Hillary Clinton’s observation to a private meeting of financial backers that the majority of her opponent’s supporters are “a basket of deplorables” triggered a tsunami of commentary. Some admonished her; others defended her. Still others advised her to move beyond Trump and lay out a positive vision for the country. And a few to their credit, New York Times opinion writer Charles Blow being one, made mention of the rest of her remarks in which she spoke of the “other basket” of Trump supporters in complex and nuanced ways.
I should elaborate on Blow’s observation, and perhaps I will later, but in this post I will do what others did: focus on the term, “basket of deplorables,” but from a slightly different angle.
The political constituency that catapulted Trump to the top of the Republican Party heap didn’t materialize overnight, nor is it the product of mainly economic distress. There are, after all, a lot white working people who are unhappy with the slow, uneven, and unequally shared economic recovery that don’t show up at Trump rallies or sign on to his politics.
While some new faces, including some traditional Democratic voters and white workers on the losing end of economic change, are in Trump’s camp, the majority of his supporters have long associated with Republican Party candidates and politics. A few surely go back to Nixon’s Southern strategy that carried him into the White House in 1968. Others to Ronald Reagan’s successful presidential campaigns. Still others to the right-wing evangelical movement that climbed on the political stage three decades ago and remains there. And a good number likely had a hand in the Republican takeover of the House in 1994 and the campaign to impeach Bill Clinton a few years later, while even more for sure threw their support to George W. Bush in his successful presidential bids.

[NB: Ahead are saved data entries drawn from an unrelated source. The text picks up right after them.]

//! Per-VCS fetch strategies that update a bare Git mirror by running
//! external tools, and classification of their failures.

use super::command::{CommandOutput, CommandRunner, CommandSpec};
use crate::jobs::domain::{ImportSource, JobResultStatus};
use camino::Utf8Path;
use std::sync::Arc;
use thiserror::Error;

/// Program used for every mirror operation.
pub const GIT_PROGRAM: &str = "git";

/// Classified failure of a fetch.
#[derive(Debug, Clone, Error)]
pub enum FetchError {
    /// The foreign location is not a usable repository.
    #[error("invalid source: {0}")]
    Invalid(String),
    /// The foreign repository uses something the tools cannot import.
    #[error("unsupported feature: {0}")]
    Unsupported(String),
    /// Access was refused.
    #[error("access forbidden: {0}")]
    Forbidden(String),
    /// The foreign repository is unreachable or corrupt.
    #[error("remote broken: {0}")]
    RemoteBroken(String),
    /// The foreign history no longer extends the mirror.
    #[error("history diverged: {0}")]
    Diverged(String),
    /// Any other command failure.
    #[error("fetch failed: {0}")]
    Failed(String),
    /// The tool could not be started.
    #[error("failed to start {program}: {source}")]
    Spawn {
        /// Program that failed to start.
        program: String,
        /// Underlying I/O error.
        source: Arc<std::io::Error>,
    },
}

impl FetchError {
    /// Returns the terminal job status reported for this failure.
    ///
    /// Divergence needs an operator and is reported as a plain failure.
    #[must_use]
    pub const fn status(&self) -> JobResultStatus {
        match self {
            Self::Invalid(_) => JobResultStatus::FailureInvalid,
            Self::Unsupported(_) => JobResultStatus::FailureUnsupportedFeature,
            Self::Forbidden(_) => JobResultStatus::FailureForbidden,
            Self::RemoteBroken(_) => JobResultStatus::FailureRemoteBroken,
            Self::Diverged(_) | Self::Failed(_) | Self::Spawn { .. } => JobResultStatus::Failure,
        }
    }

    /// Classifies a failed command from its standard error.
    #[must_use]
    pub fn classify(command: &CommandSpec, output: &CommandOutput) -> Self {
        let stderr = output.stderr.to_ascii_lowercase();
        let last_line = output
            .stderr
            .lines()
            .rev()
            .find(|line| !line.trim().is_empty())
            .unwrap_or("no diagnostic output");
        let exit = output
            .exit_code
            .map_or_else(|| "killed by signal".to_owned(), |code| format!("exit {code}"));
        let message = format!("{command} ({exit}): {last_line}");
        let mentions = |needles: &[&str]| needles.iter().any(|needle| stderr.contains(needle));

        if mentions(&["non-fast-forward", "[rejected]", "diverged"]) {
            Self::Diverged(message)
        } else if mentions(&[
            "authentication failed",
            "authorization failed",
            "permission denied",
            "could not read username",
            "403",
            "401",
        ]) {
            Self::Forbidden(message)
        } else if mentions(&["not supported", "unsupported"]) {
            Self::Unsupported(message)
        } else if mentions(&[
            "could not resolve host",
            "connection refused",
            "connection reset",
            "timed out",
            "early eof",
            "corrupt",
            "unable to access",
        ]) {
            Self::RemoteBroken(message)
        } else if mentions(&[
            "repository not found",
            "does not appear to be a git repository",
            "not a valid",
            "no such repository",
            "cannot find module",
        ]) {
            Self::Invalid(message)
        } else {
            Self::Failed(message)
        }
    }
}

/// Plans the commands that bring a mirror up to date with its source.
pub trait FetchStrategy: Send + Sync {
    /// Returns the commands to run, in order, against `mirror`. `fresh` is
    /// set when the mirror was just created empty.
    fn plan(&self, mirror: &Utf8Path, fresh: bool) -> Vec<CommandSpec>;
}

/// CVS import through `git cvsimport`.
#[derive(Debug, Clone, PartialEq, Eq)]
pub struct CvsFetch {
    root: String,
    module: String,
}

impl FetchStrategy for CvsFetch {
    fn plan(&self, mirror: &Utf8Path, _fresh: bool) -> Vec<CommandSpec> {
        vec![
            CommandSpec::new(GIT_PROGRAM)
                .arg("cvsimport")
                .arg("-a")
                .arg("-i")
                .arg("-d")
                .arg(self.root.as_str())
                .arg("-C")
                .arg(mirror.as_str())
                .arg(self.module.as_str()),
        ]
    }
}

/// Subversion import through `git svn`.
#[derive(Debug, Clone, PartialEq, Eq)]
pub struct SvnFetch {
    url: String,
}

impl FetchStrategy for SvnFetch {
    fn plan(&self, mirror: &Utf8Path, fresh: bool) -> Vec<CommandSpec> {
        let mut commands = Vec::with_capacity(2);
        if fresh {
            commands.push(git_dir(mirror).arg("svn").arg("init").arg(self.url.as_str()));
        }
        commands.push(git_dir(mirror).arg("svn").arg("fetch").arg("--quiet"));
        commands
    }
}

/// Git import by fetching branch heads without forced updates, so a
/// rewritten upstream history is rejected instead of silently replacing
/// the mirror.
#[derive(Debug, Clone, PartialEq, Eq)]
pub struct GitFetch {
    url: String,
}

impl FetchStrategy for GitFetch {
    fn plan(&self, mirror: &Utf8Path, _fresh: bool) -> Vec<CommandSpec> {
        vec![fetch_heads(mirror, self.url.as_str())]
    }
}

/// Bazaar import through the `bzr::` remote helper.
#[derive(Debug, Clone, PartialEq, Eq)]
pub struct BzrFetch {
    url: String,
}

impl FetchStrategy for BzrFetch {
    fn plan(&self, mirror: &Utf8Path, _fresh: bool) -> Vec<CommandSpec> {
        vec![fetch_heads(mirror, &format!("bzr::{}", self.url))]
    }
}

fn git_dir(mirror: &Utf8Path) -> CommandSpec {
    CommandSpec::new(GIT_PROGRAM).arg(format!("--git-dir={mirror}"))
}

fn fetch_heads(mirror: &Utf8Path, remote: &str) -> CommandSpec {
    git_dir(mirror)
        .arg("fetch")
        .arg("--no-tags")
        .arg("--prune")
        .arg(remote)
        .arg("refs/heads/*:refs/heads/*")
}

/// Returns the strategy for a source.
#[must_use]
pub fn strategy_for(source: &ImportSource) -> Box<dyn FetchStrategy> {
    match source {
        ImportSource::Cvs { root, module } => Box::new(CvsFetch {
            root: root.clone(),
            module: module.clone(),
        }),
        ImportSource::Svn { url } => Box::new(SvnFetch { url: url.clone() }),
        ImportSource::Git { url } => Box::new(GitFetch { url: url.clone() }),
        ImportSource::Bzr { url } => Box::new(BzrFetch { url: url.clone() }),
    }
}

/// Whether a fetch changed the mirror.
#[derive(Debug, Clone, Copy, PartialEq, Eq)]
pub enum FetchOutcome {
    /// Refs moved; the mirror must be pushed.
    Changed,
    /// Refs are unchanged.
    Unchanged,
}

/// Runs fetch strategies against a mirror.
pub struct Fetcher<R: CommandRunner> {
    runner: Arc<R>,
}

impl<R: CommandRunner> Fetcher<R> {
    /// Creates a fetcher using `runner`.
    #[must_use]
    pub const fn new(runner: Arc<R>) -> Self {
        Self { runner }
    }

    /// Updates `mirror` from its source and reports whether any ref moved.
    ///
    /// A fresh mirror is initialised as a bare repository first.
    ///
    /// # Errors
    ///
    /// Returns the classified [`FetchError`] of the first failing command.
    pub async fn fetch(
        &self,
        strategy: &dyn FetchStrategy,
        mirror: &Utf8Path,
        fresh: bool,
    ) -> Result<FetchOutcome, FetchError> {
        if fresh {
            self.run_checked(
                &CommandSpec::new(GIT_PROGRAM)
                    .arg("init")
                    .arg("--bare")
                    .arg("--quiet")
                    .arg(mirror.as_str()),
            )
            .await?;
        }
        let before = self.snapshot_refs(mirror).await?;
        for command in strategy.plan(mirror, fresh) {
            self.run_checked(&command).await?;
        }
        let after = self.snapshot_refs(mirror).await?;
        if before == after {
            Ok(FetchOutcome::Unchanged)
        } else {
            Ok(FetchOutcome::Changed)
        }
    }

    async fn snapshot_refs(&self, mirror: &Utf8Path) -> Result<String, FetchError> {
        self.run_checked(
            &git_dir(mirror)
                .arg("for-each-ref")
                .arg("--format=%(objectname) %(refname)"),
        )
        .await
        .map(|output| output.stdout)
    }

    async fn run_checked(&self, command: &CommandSpec) -> Result<CommandOutput, FetchError> {
        tracing::info!(command = %command, "running");
        let output = self
            .runner
            .run(command)
            .await
            .map_err(|err| FetchError::Spawn {
                program: command.program.clone(),
                source: Arc::new(err),
            })?;
        for line in output.stderr.lines().filter(|line| !line.trim().is_empty()) {
            tracing::info!(target: "codeimport::worker::output", "{line}");
        }
        if output.success() {
            Ok(output)
        } else {
            let failure = FetchError::classify(command, &output);
            tracing::warn!(error = %failure, "command failed");
            Err(failure)
        }
    }
}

And, of course, the rise of the Tea Party in 2010 became the political baptism for a new wave of right-wing voters and activists who now find in Trump a kindred spirit and captivating voice for their deeply felt resentments.
In other words, most of Trump supporters – sections of big, medium, and small sized capital included – were the electoral base and motor of the ascendancy of right-wing extremism – an ascendancy that began four decades ago with a mission – still to be realized – to impose on the country a particular brand of neoliberalism that is raw, mean-spirited, bellicose, and anti-democratic in every sense. If anyone is a rookie here – as dangerous, erratic, reckless, hate-mongering, and demagogic as he is – it’s Trump.

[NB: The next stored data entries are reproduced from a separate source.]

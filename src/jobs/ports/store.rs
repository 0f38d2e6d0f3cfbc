//! Store port holding machines, import configurations, jobs and audit data.
//!
//! Every method that changes more than one record is atomic: adapters run
//! it under a single transaction or lock so competing dispatcher processes
//! observe either all of its effects or none.

use crate::jobs::domain::{
    CodeImportEvent, CodeImportJob, CodeImportMachine, CodeImportResult, Hostname,
    ImportConfiguration, ImportId, JobDomainError, JobId, LogTail, MachineCommand, MachineId,
    MachineState, NewImport, TargetBranch,
};
use async_trait::async_trait;
use chrono::{DateTime, Utc};
use std::sync::Arc;
use thiserror::Error;

/// Result type for store operations.
pub type CodeImportStoreResult<T> = Result<T, CodeImportStoreError>;

/// Outcome of an atomic attempt to finish draining a machine.
#[derive(Debug, Clone, PartialEq, Eq)]
pub enum DrainCheck {
    /// The machine was quiescing with no running jobs and is now offline.
    WentOffline(CodeImportMachine),
    /// The machine is quiescing but still owns running jobs.
    StillRunning(usize),
    /// The machine is not quiescing; nothing changed.
    NotQuiescing(MachineState),
}

/// Outcome of an atomic job claim.
#[derive(Debug, Clone, PartialEq, Eq)]
pub enum ClaimOutcome {
    /// The oldest due job was assigned to the machine.
    Claimed(CodeImportJob),
    /// The machine already runs `worker_limit` or more jobs.
    AtCapacity {
        /// Jobs currently running on the machine.
        running: usize,
    },
    /// The machine is not online; nothing was claimed.
    MachineUnavailable(MachineState),
    /// No pending job is due.
    NoneDue,
}

/// Everything written when a running job finishes.
///
/// The import's failure bookkeeping is not carried here: adapters apply
/// [`JobCompletion::update_import`] to the import as stored inside the
/// completing transaction.
#[derive(Debug, Clone, PartialEq, Eq)]
pub struct JobCompletion {
    /// Job being finished. It must still be running.
    pub job_id: JobId,
    /// Result record to append.
    pub result: CodeImportResult,
    /// Failures in a row after which a reviewed import becomes failing.
    pub consecutive_failure_limit: u32,
    /// Finish event to append.
    pub event: CodeImportEvent,
}

impl JobCompletion {
    /// Records the result on `import` and returns the due date of the
    /// follow-up job, or `None` when the import is no longer schedulable.
    #[must_use]
    pub fn update_import(&self, import: &mut ImportConfiguration) -> Option<DateTime<Utc>> {
        let status = self.result.status;
        let finished_at = self.result.date_finished;
        import.record_result(status, self.consecutive_failure_limit, finished_at);
        import.next_due_after(status, finished_at)
    }
}

/// What finishing a job changed.
#[derive(Debug, Clone, PartialEq, Eq)]
pub struct CompletedJob {
    /// The import after its failure bookkeeping was updated.
    pub import: ImportConfiguration,
    /// Follow-up job, when the import is still schedulable.
    pub next_job: Option<CodeImportJob>,
}

/// Persistence contract for code import coordination.
#[cfg_attr(test, mockall::automock)]
#[async_trait]
pub trait CodeImportStore: Send + Sync {
    /// Registers a machine in `state`.
    ///
    /// # Errors
    ///
    /// Returns [`CodeImportStoreError::DuplicateMachine`] when the hostname is
    /// already registered.
    async fn register_machine(
        &self,
        hostname: &Hostname,
        state: MachineState,
        now: DateTime<Utc>,
    ) -> CodeImportStoreResult<CodeImportMachine>;

    /// Finds a machine by hostname.
    async fn find_machine_by_hostname(
        &self,
        hostname: &Hostname,
    ) -> CodeImportStoreResult<Option<CodeImportMachine>>;

    /// Finds a machine by identifier.
    async fn find_machine(
        &self,
        id: MachineId,
    ) -> CodeImportStoreResult<Option<CodeImportMachine>>;

    /// Lists every registered machine ordered by hostname.
    async fn list_machines(&self) -> CodeImportStoreResult<Vec<CodeImportMachine>>;

    /// Applies `command` to a machine under its row lock and records the
    /// matching audit event with `reason`.
    ///
    /// # Errors
    ///
    /// Returns [`CodeImportStoreError::MachineNotFound`] when the machine
    /// does not exist and [`CodeImportStoreError::Transition`] when its
    /// current state refuses the command. Nothing is written in either case.
    async fn transition_machine(
        &self,
        machine_id: MachineId,
        command: MachineCommand,
        reason: Option<String>,
        now: DateTime<Utc>,
    ) -> CodeImportStoreResult<CodeImportMachine>;

    /// Counts jobs running on a machine.
    async fn count_running_jobs(&self, machine_id: MachineId) -> CodeImportStoreResult<usize>;

    /// Lists jobs running on a machine ordered by start date.
    async fn list_running_jobs(
        &self,
        machine_id: MachineId,
    ) -> CodeImportStoreResult<Vec<CodeImportJob>>;

    /// Moves a quiescing machine with no running jobs offline and records a
    /// `MachineOffline` event, all under one lock.
    ///
    /// # Errors
    ///
    /// Returns [`CodeImportStoreError::MachineNotFound`] when the machine
    /// does not exist.
    async fn offline_if_drained(
        &self,
        machine_id: MachineId,
        now: DateTime<Utc>,
    ) -> CodeImportStoreResult<DrainCheck>;

    /// Stores a new import configuration with review status `New`.
    ///
    /// # Errors
    ///
    /// Returns [`CodeImportStoreError::DuplicateImportTarget`] when another
    /// import already mirrors into the same target branch.
    async fn store_import(
        &self,
        import: NewImport,
        now: DateTime<Utc>,
    ) -> CodeImportStoreResult<ImportConfiguration>;

    /// Finds an import configuration by identifier.
    async fn find_import(
        &self,
        id: ImportId,
    ) -> CodeImportStoreResult<Option<ImportConfiguration>>;

    /// Persists changes to an import configuration.
    ///
    /// # Errors
    ///
    /// Returns [`CodeImportStoreError::ImportNotFound`] when the import does
    /// not exist.
    async fn update_import(&self, import: &ImportConfiguration) -> CodeImportStoreResult<()>;

    /// Lists import configurations that currently have no job, ordered by id.
    async fn list_imports_without_job(&self) -> CodeImportStoreResult<Vec<ImportConfiguration>>;

    /// Inserts a pending job for an import.
    ///
    /// # Errors
    ///
    /// Returns [`CodeImportStoreError::DuplicateJobForImport`] when the import
    /// already has a job and [`CodeImportStoreError::ImportNotFound`] when the
    /// import does not exist.
    async fn insert_job(
        &self,
        import_id: ImportId,
        date_due: DateTime<Utc>,
        now: DateTime<Utc>,
    ) -> CodeImportStoreResult<CodeImportJob>;

    /// Finds a job by identifier.
    async fn find_job(&self, id: JobId) -> CodeImportStoreResult<Option<CodeImportJob>>;

    /// Finds the job of an import, if any.
    async fn find_job_for_import(
        &self,
        import_id: ImportId,
    ) -> CodeImportStoreResult<Option<CodeImportJob>>;

    /// Moves a pending job's due date earlier, to `date_due`.
    ///
    /// Returns `false` without changes when the job is running or is already
    /// due by `date_due`.
    ///
    /// # Errors
    ///
    /// Returns [`CodeImportStoreError::JobNotFound`] when the job does not
    /// exist.
    async fn bring_job_forward(
        &self,
        job_id: JobId,
        date_due: DateTime<Utc>,
    ) -> CodeImportStoreResult<bool>;

    /// Atomically checks machine state and capacity, then assigns the oldest
    /// due pending job of a reviewed import to the machine and records a
    /// `JobStart` event.
    ///
    /// Ties on the due date are broken by job id. Two concurrent calls never
    /// claim the same job.
    ///
    /// # Errors
    ///
    /// Returns [`CodeImportStoreError::MachineNotFound`] when the machine
    /// does not exist.
    async fn claim_next_job(
        &self,
        machine_id: MachineId,
        worker_limit: usize,
        now: DateTime<Utc>,
    ) -> CodeImportStoreResult<ClaimOutcome>;

    /// Records a heartbeat and log tail for a running job.
    ///
    /// # Errors
    ///
    /// Returns [`CodeImportStoreError::JobNotFound`] when the job does not
    /// exist and [`CodeImportStoreError::JobNotRunning`] when it is pending.
    async fn record_heartbeat(
        &self,
        job_id: JobId,
        log_tail: &LogTail,
        now: DateTime<Utc>,
    ) -> CodeImportStoreResult<()>;

    /// Deletes a running job, appends its result and finish event, updates
    /// the import and inserts the follow-up job, all in one transaction.
    ///
    /// The import is read and locked inside that transaction before
    /// [`JobCompletion::update_import`] is applied to it.
    ///
    /// # Errors
    ///
    /// Returns [`CodeImportStoreError::JobNotFound`] when the job is gone and
    /// [`CodeImportStoreError::JobNotRunning`] when it is pending. Nothing is
    /// written in either case.
    async fn complete_job(
        &self,
        completion: JobCompletion,
    ) -> CodeImportStoreResult<CompletedJob>;

    /// Appends an audit event.
    async fn record_event(&self, event: &CodeImportEvent) -> CodeImportStoreResult<()>;

    /// Lists audit events in recording order.
    async fn list_events(&self) -> CodeImportStoreResult<Vec<CodeImportEvent>>;

    /// Lists results for an import, newest first.
    async fn list_results(
        &self,
        import_id: ImportId,
    ) -> CodeImportStoreResult<Vec<CodeImportResult>>;
}

/// Errors returned by store implementations.
#[derive(Debug, Clone, Error)]
pub enum CodeImportStoreError {
    /// A machine with the same hostname is already registered.
    #[error("duplicate machine hostname: {0}")]
    DuplicateMachine(Hostname),

    /// Another import already mirrors into the target branch.
    #[error("duplicate import target branch: {0}")]
    DuplicateImportTarget(TargetBranch),

    /// The import already has a job.
    #[error("import {0} already has a job")]
    DuplicateJobForImport(ImportId),

    /// The machine was not found.
    #[error("machine not found: {0}")]
    MachineNotFound(MachineId),

    /// The machine's current state refuses the requested change.
    #[error(transparent)]
    Transition(JobDomainError),

    /// The import configuration was not found.
    #[error("import not found: {0}")]
    ImportNotFound(ImportId),

    /// The job was not found.
    #[error("code import job not found: {0}")]
    JobNotFound(JobId),

    /// The job exists but is not running.
    #[error("code import job {0} is not running")]
    JobNotRunning(JobId),

    /// Persistence-layer failure.
    #[error("persistence error: {0}")]
    Persistence(Arc<dyn std::error::Error + Send + Sync>),
}

impl CodeImportStoreError {
    /// Wraps a persistence error.
    pub fn persistence(err: impl std::error::Error + Send + Sync + 'static) -> Self {
        Self::Persistence(Arc::new(err))
    }
}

Many things provided the adhesive to bind this motley multi-class, far-right coalition together in its battles against its center-progressive opposition, but nothing figured larger than the language and practice of racism. Racism energized the base, as it submerged otherwise competing class and social interests within this heterogeneous political bloc. It’s enough to recall such tropes as “law and order,” “reverse racism,” “welfare queens,” the “Bell Curve,” Willie Horton, “culture of pathology,” War on Drugs,” “post-racial society,” and “voter fraud” to to be reminded of the powerful and enduring function of racist discourse in the unification and mobilization of a grassroots right-wing constituency – and the pushing of U.S. politics to the right – over the past half century.
In recent years, we have seen a surge in racism and racist discourse (more on what triggered this surge in my next post). One of its distinguishing features is that the language (more covert) of “color blind” racism and “dog whistle” politics has increasingly yielded ground to racist rhetoric that is unrestrained and unapologetic. Language that was once spoken in hushed tones and confined to small circles has invaded the public square.
And, no one has done more to amplify and legitimize this surge than Donald Trump. He has no inhibitions in making vile racist pronouncements, no matter what their destructive and deadly consequences. In fact, he takes delight in mocking “political correctness,” and then turns it into his entry point to peddle an unfiltered raw racism as well as sexism, anti-immigrant nativism, homophobia, big power chauvinism, and white supremacy. In doing so, he has become the leader of a loose right-wing populist movement to turn back the clock to times that we thought were long past as well as the poster boy of the Ku Klux Klan and other openly white supremacist groups – the “alt-right.”
Which brings me back to Hillary Clinton. It’s to her credit that she is calling attention to this racist, reactionary, and well financed cancer growing in our body politic and the imminent danger it presents to our democratic rights, institutions, and governance. Late last month, her speech in Reno shined a bright light on this danger in a way that no other politician in the mainstream, including President Obama and Bernie Sanders, has.
And her comment a few days ago that “you could put half of Trump’s supporters into what I call the basket of deplorables” may have been a bit injudicious, but there is no doubt that she bravely put her finger once more on a truth that should be sobering and disconcerting to most people. For this we should thank and defend her as well as step up our efforts to register, educate, and mobilize people in our communities to elect her – the first woman president in our country’s history. Much hangs on the outcome!